ポール・ボキューズ、トロワグロらと同様、日本に影響を与えたグラン・シェフ、アラン・シャペル。彼のもとで働いた日本人のなかには、現在も第一線で活躍しているシェフたちも少なくない。「ハウステンボスホテルズ」名誉総料理長、上柿元勝氏もそのひとりだ。シャペルの名を冠したレストランを任されるほどの信頼関係を築いた氏にとってシャペルとは…

ひと皿に受け継がれるシャペルの技と心

シャペルから学んだもの。第一はテクニックの本質

1977年、27歳の上柿元勝は、念願だった「アラン・シャペル」の厨房に入ることを許された。当時、シャペルは39歳。3年前にミシュランの三ツ星をとり、リヨン郊外ミヨネーには世界中から食通が足を運んできていた。

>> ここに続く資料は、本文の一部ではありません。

/// Floating point type for every reading and derived value.
pub type Real = f64;

/// Absolute and relative bounds for comparing computed values.
#[derive(Clone, Copy, Debug)]
pub struct Tolerances {
    pub abs: Real,
    pub rel: Real,
}

impl Default for Tolerances {
    fn default() -> Self {
        Self {
            abs: 1e-12,
            rel: 1e-9,
        }
    }
}

/// `a` and `b` agree within either the absolute or the relative bound.
pub fn nearly_equal(a: Real, b: Real, tol: Tolerances) -> bool {
    let diff = (a - b).abs();
    diff <= tol.abs || diff <= tol.rel * a.abs().max(b.abs())
}

/// Map a computed value onto the missing representation.
///
/// `None` is the only way a value is "missing" anywhere in thermolog; NaN and
/// infinities produced by degenerate arithmetic collapse into it here.
#[inline]
pub fn finite(v: Real) -> Option<Real> {
    v.is_finite().then_some(v)
}

#[cfg(test)]
mod tests {
    use super::*;
    use proptest::prelude::*;

    #[test]
    fn nearly_equal_uses_either_bound() {
        let tol = Tolerances::default();
        assert!(nearly_equal(0.0, 1e-13, tol));
        assert!(nearly_equal(1.0e6, 1.0e6 + 1e-4, tol));
        assert!(!nearly_equal(1.0, 1.0 + 1e-6, tol));
        assert!(!nearly_equal(Real::NAN, Real::NAN, tol));
    }

    #[test]
    fn finite_collapses_nan_and_inf() {
        assert_eq!(finite(2.5), Some(2.5));
        assert_eq!(finite(Real::NAN), None);
        assert_eq!(finite(Real::INFINITY), None);
        assert_eq!(finite(Real::NEG_INFINITY), None);
    }

    proptest! {
        #[test]
        fn finite_never_yields_non_finite(bits in any::<u64>()) {
            let v = Real::from_bits(bits);
            match finite(v) {
                Some(x) => prop_assert!(x.is_finite() && x.to_bits() == bits),
                None => prop_assert!(!v.is_finite()),
            }
        }

        #[test]
        fn nearly_equal_is_symmetric(a in -1e9_f64..1e9, b in -1e9_f64..1e9) {
            let tol = Tolerances::default();
            prop_assert_eq!(nearly_equal(a, b, tol), nearly_equal(b, a, tol));
            prop_assert!(nearly_equal(a, a, tol));
        }
    }
}
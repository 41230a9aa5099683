//! tl-project: rig configuration file format, migration and validation.
//!
//! A rig file is turned into a [`tl_calibration::CalibrationProfile`] once,
//! before any sample is processed. Every missing or invalid constant is a
//! configuration error reported here; nothing is silently defaulted.

pub mod migrate;
pub mod profile;
pub mod schema;
pub mod validate;

pub use migrate::{LATEST_VERSION, migrate_to_latest};
pub use schema::*;
pub use validate::{ValidationError, validate_config};

use serde_yaml::Value;

pub type ProjectResult<T> = Result<T, ProjectError>;

#[derive(thiserror::Error, Debug)]
pub enum ProjectError {
    #[error("Validation error: {0}")]
    Validation(#[from] ValidationError),

    #[error("Migration error: {what}")]
    Migration { what: String },

    #[error("I/O error: {0}")]
    Io(#[from] std::io::Error),

    #[error("YAML error: {0}")]
    Yaml(#[from] serde_yaml::Error),

    #[error("JSON error: {0}")]
    Json(#[from] serde_json::Error),
}

/// Parse, migrate and validate a rig document already loaded as a YAML tree.
pub fn from_value(doc: Value) -> ProjectResult<RigConfig> {
    let doc = migrate_to_latest(doc)?;
    let config: RigConfig = serde_yaml::from_value(doc)?;
    validate_config(&config)?;
    Ok(config)
}

pub fn from_yaml_str(content: &str) -> ProjectResult<RigConfig> {
    from_value(serde_yaml::from_str(content)?)
}

pub fn from_json_str(content: &str) -> ProjectResult<RigConfig> {
    let json: serde_json::Value = serde_json::from_str(content)?;
    from_value(serde_yaml::to_value(json)?)
}

pub fn load_yaml(path: &std::path::Path) -> ProjectResult<RigConfig> {
    let content = std::fs::read_to_string(path)?;
    from_yaml_str(&content)
}

pub fn save_yaml(path: &std::path::Path, config: &RigConfig) -> ProjectResult<()> {
    validate_config(config)?;
    let content = serde_yaml::to_string(config)?;
    std::fs::write(path, content)?;
    Ok(())
}

pub fn load_json(path: &std::path::Path) -> ProjectResult<RigConfig> {
    let content = std::fs::read_to_string(path)?;
    from_json_str(&content)
}

pub fn save_json(path: &std::path::Path, config: &RigConfig) -> ProjectResult<()> {
    validate_config(config)?;
    let content = serde_json::to_string_pretty(config)?;
    std::fs::write(path, content)?;
    Ok(())
}

/// Load by file extension: `.json` is JSON, anything else YAML.
pub fn load(path: &std::path::Path) -> ProjectResult<RigConfig> {
    match path.extension().and_then(|e| e.to_str()) {
        Some(ext) if ext.eq_ignore_ascii_case("json") => load_json(path),
        _ => load_yaml(path),
    }
}
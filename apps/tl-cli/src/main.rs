use clap::{Parser, Subcommand};
use std::path::{Path, PathBuf};
use tl_app::{
    AppResult, LogSource, ProcessRequest, ProcessResponse, config_service, log_service, query,
    run_service,
};
use tl_core::Channel;
use tl_series::{Metric, MetricStats};

#[derive(Parser)]
#[command(name = "tl-cli")]
#[command(about = "ThermoLog CLI - calibrate and derive metrics from thermal rig logs", long_about = None)]
struct Cli {
    #[command(subcommand)]
    command: Commands,
}

#[derive(Subcommand)]
enum Commands {
    /// Validate a rig configuration file
    Validate {
        /// Path to the rig YAML or JSON file
        config_path: PathBuf,
    },
    /// Derive metrics for a log and write the computed log
    Process {
        /// Path to the rig YAML or JSON file
        config_path: PathBuf,
        /// Logger CSV (defaults to the newest data_*.csv in --log-dir)
        log_path: Option<PathBuf>,
        /// Directory searched when no log is given
        #[arg(long, default_value = ".")]
        log_dir: PathBuf,
        /// Output CSV file path (defaults to computed_<log name>)
        #[arg(short, long)]
        output: Option<PathBuf>,
        /// Process rows in parallel
        #[arg(long)]
        parallel: bool,
    },
    /// Print summary statistics for a log
    Summary {
        /// Path to the rig YAML or JSON file
        config_path: PathBuf,
        /// Logger CSV (defaults to the newest data_*.csv in --log-dir)
        log_path: Option<PathBuf>,
        #[arg(long, default_value = ".")]
        log_dir: PathBuf,
    },
    /// Export one derived column as a time series
    ExportSeries {
        /// Path to the rig YAML or JSON file
        config_path: PathBuf,
        /// Logger CSV
        log_path: PathBuf,
        /// Derived column name (e.g., Q_dot, efficiency, delta_p)
        column: String,
        /// Output CSV file path (optional, defaults to stdout)
        #[arg(short, long)]
        output: Option<PathBuf>,
    },
    /// Show the last rows of a log with derived values
    Tail {
        /// Path to the rig YAML or JSON file
        config_path: PathBuf,
        /// Logger CSV (defaults to the newest data_*.csv in --log-dir)
        log_path: Option<PathBuf>,
        #[arg(long, default_value = ".")]
        log_dir: PathBuf,
        /// Number of rows
        #[arg(short, default_value_t = 10)]
        n: usize,
    },
}

impl Commands {
    fn name(&self) -> &'static str {
        match self {
            Commands::Validate { .. } => "validate",
            Commands::Process { .. } => "process",
            Commands::Summary { .. } => "summary",
            Commands::ExportSeries { .. } => "export-series",
            Commands::Tail { .. } => "tail",
        }
    }
}

fn main() -> AppResult<()> {
    // Initialize tracing; stderr keeps exported CSV on stdout clean
    tracing_subscriber::fmt().with_writer(std::io::stderr).init();

    let cli = Cli::parse();
    tracing::info!(command = cli.command.name(), "tl-cli start");

    match cli.command {
        Commands::Validate { config_path } => cmd_validate(&config_path),
        Commands::Process {
            config_path,
            log_path,
            log_dir,
            output,
            parallel,
        } => cmd_process(&config_path, log_path, &log_dir, output, parallel),
        Commands::Summary {
            config_path,
            log_path,
            log_dir,
        } => cmd_summary(&config_path, log_path, &log_dir),
        Commands::ExportSeries {
            config_path,
            log_path,
            column,
            output,
        } => cmd_export_series(&config_path, &log_path, &column, output.as_deref()),
        Commands::Tail {
            config_path,
            log_path,
            log_dir,
            n,
        } => cmd_tail(&config_path, log_path, &log_dir, n),
    }
}

fn resolve_log(log_path: Option<PathBuf>, log_dir: &Path) -> AppResult<PathBuf> {
    match log_path {
        Some(path) => Ok(path),
        None => log_service::latest_log(log_dir),
    }
}

fn load(config_path: &Path, log_path: &Path) -> AppResult<ProcessResponse> {
    run_service::process_log(&ProcessRequest::new(config_path, LogSource::File(log_path)))
}

fn cmd_validate(config_path: &Path) -> AppResult<()> {
    println!("Validating rig configuration: {}", config_path.display());
    let (config, profile) = config_service::load_profile(config_path)?;
    let summary = config_service::summarize_config(&config, &profile);

    println!("✓ Configuration is valid");
    println!("  Name: {}", summary.name);
    println!("  Version: {}", summary.version);
    println!(
        "  ADC full scale: thermistor {}, pressure {}",
        summary.thermistor_adc_max, summary.pressure_adc_max
    );
    println!("  Pressure unit: {}", summary.pressure_unit);
    println!("  Mass flow: {:.6} kg/s", summary.mass_flow_kg_s);
    println!("  Power taps: {}", yes_no(summary.power_taps));
    println!("  Fixed heater supply: {}", yes_no(summary.heater_supply));
    println!("  Heat flux: {}", yes_no(summary.heat_flux));
    Ok(())
}

fn yes_no(flag: bool) -> &'static str {
    if flag { "yes" } else { "no" }
}

fn cmd_process(
    config_path: &Path,
    log_path: Option<PathBuf>,
    log_dir: &Path,
    output: Option<PathBuf>,
    parallel: bool,
) -> AppResult<()> {
    let log_path = resolve_log(log_path, log_dir)?;
    let output = output.unwrap_or_else(|| log_service::computed_path(&log_path));
    println!("Processing {}", log_path.display());

    let mut request = ProcessRequest::new(config_path, LogSource::File(&log_path));
    request.output_path = Some(output);
    request.parallel = parallel;
    let response = run_service::process_log(&request)?;

    print_rejected(&response);
    if let Some(out) = &response.output_path {
        println!(
            "✓ Wrote {} rows to {}",
            response.records.len(),
            out.display()
        );
    }
    print_headline(&response);

    let t = &response.timing;
    println!("\nTiming:");
    println!("  Load:    {:.3} s", t.load_s);
    println!("  Process: {:.3} s", t.process_s);
    println!("  Write:   {:.3} s", t.write_s);
    println!("  Total:   {:.3} s", t.total_s);
    Ok(())
}

fn cmd_summary(config_path: &Path, log_path: Option<PathBuf>, log_dir: &Path) -> AppResult<()> {
    let log_path = resolve_log(log_path, log_dir)?;
    let response = load(config_path, &log_path)?;

    println!("Rig: {}", response.config_name);
    println!("Log: {}", response.log_path.display());
    println!(
        "Rows: {} read, {} processed",
        response.rows_read,
        response.records.len()
    );
    print_rejected(&response);

    println!("\n{:<20} {:>6} {:>14} {:>14} {:>14}", "column", "count", "mean", "min", "max");
    for (metric, stats) in response.summary.populated() {
        println!(
            "{:<20} {:>6} {:>14} {:>14} {:>14}",
            metric.column(),
            stats.count,
            fmt_opt(stats.mean),
            fmt_opt(stats.min),
            fmt_opt(stats.max)
        );
    }
    Ok(())
}

fn cmd_export_series(
    config_path: &Path,
    log_path: &Path,
    column: &str,
    output: Option<&Path>,
) -> AppResult<()> {
    let response = load(config_path, log_path)?;
    let series = query::extract_series(&response.records, column)?;

    if let Some(path) = output {
        log_service::write_series(std::fs::File::create(path)?, column, &series)?;
        println!(
            "✓ Exported {} data points to {}",
            series.len(),
            path.display()
        );
    } else {
        log_service::write_series(std::io::stdout().lock(), column, &series)?;
    }

    Ok(())
}

fn cmd_tail(config_path: &Path, log_path: Option<PathBuf>, log_dir: &Path, n: usize) -> AppResult<()> {
    let log_path = resolve_log(log_path, log_dir)?;
    let response = load(config_path, &log_path)?;

    let columns = [
        Metric::for_channel(Channel::FluidIn),
        Metric::for_channel(Channel::FluidOut),
        Metric::DeltaP,
        Metric::QDot,
        Metric::HeaterPower,
        Metric::Efficiency,
    ];

    print!("{:<26}", "time");
    for m in columns {
        print!(" {:>14}", m.column());
    }
    println!();
    for record in query::tail(&response.records, n) {
        print!("{:<26}", record.sample().time.to_string());
        for m in columns {
            print!(" {:>14}", fmt_opt(record.get(m)));
        }
        println!();
    }
    Ok(())
}

fn print_rejected(response: &ProcessResponse) {
    if response.rejected.is_empty() {
        return;
    }
    println!("⚠ {} rows rejected:", response.rejected.len());
    for row in &response.rejected {
        println!("  line {}: {}", row.line, row.message);
    }
}

fn print_headline(response: &ProcessResponse) {
    println!("\nSummary ({} rows):", response.summary.rows);
    for (metric, stats) in query::headline(&response.summary) {
        print_stats(metric, &stats);
    }
}

fn print_stats(metric: Metric, stats: &MetricStats) {
    println!(
        "  {:<18} avg {:>12}  max {:>12}  ({} values)",
        metric.column(),
        fmt_opt(stats.mean),
        fmt_opt(stats.max),
        stats.count
    );
}

fn fmt_opt(value: Option<f64>) -> String {
    match value {
        Some(v) => format!("{:.4}", v),
        None => "-".to_string(),
    }
}
//! Pressure transducer code to pressure.

use tl_core::{AdcCode, PressureUnit, Real, finite};

use crate::profile::PressureCal;
use crate::traits::AdcConverter;

/// Clamped linear map from transducer output voltage to pressure.
///
/// Outside `[v_min, v_max]` the sensor is outside its specified window and the
/// nearest endpoint pressure is reported rather than an extrapolation. Codes
/// outside `[0, adc_max]` are not readings at all and convert to `None`.
#[derive(Clone, Copy, Debug)]
pub struct PressureConverter {
    cal: PressureCal,
}

impl PressureConverter {
    pub fn new(cal: PressureCal) -> Self {
        Self { cal }
    }

    pub fn unit(&self) -> PressureUnit {
        self.cal.unit
    }

    /// Transducer output voltage for a code, `None` outside `[0, adc_max]`.
    pub fn voltage(&self, code: AdcCode) -> Option<Real> {
        if code < 0 || code > self.cal.adc_max {
            return None;
        }
        // Multiply first so codes landing exactly on a window edge stay exact.
        Some(code as Real * self.cal.v_ref / self.cal.adc_max as Real)
    }

    pub fn pressure(&self, code: AdcCode) -> Option<Real> {
        let voltage = self.voltage(code)?;
        let cal = &self.cal;
        if voltage <= cal.v_min {
            return Some(cal.p_min);
        }
        if voltage >= cal.v_max {
            return Some(cal.p_max);
        }
        let span = cal.v_max - cal.v_min;
        finite(cal.p_min + (voltage - cal.v_min) / span * (cal.p_max - cal.p_min))
    }
}

impl AdcConverter for PressureConverter {
    fn convert(&self, code: Option<AdcCode>) -> Option<Real> {
        code.and_then(|c| self.pressure(c))
    }
}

初出勤の日、上柿元は「これは、とんでもないところに来た」と背筋が寒くなった。隅々まで磨き上げられた厨房で、スタッフは粛々と仕事をしている。静かな緊張感は、シャペルが姿を現わすことでさらに高まった。当時、厨房ではアラン・デュカス、ゲット・ヴァン・ヘック(ベルギー「デカミール」シェフ)、ドミニク・ルスタン(元ニース「ネグレスコ」シェフ)、ミッシェル・ルー(ロンドン「ル・ガブロッシュ」シェフ)たちが働いていた。その後のフランス料理界を牽引するシェフたちはまだ原石で、それゆえに火花を散らしながら切磋琢磨していたのである。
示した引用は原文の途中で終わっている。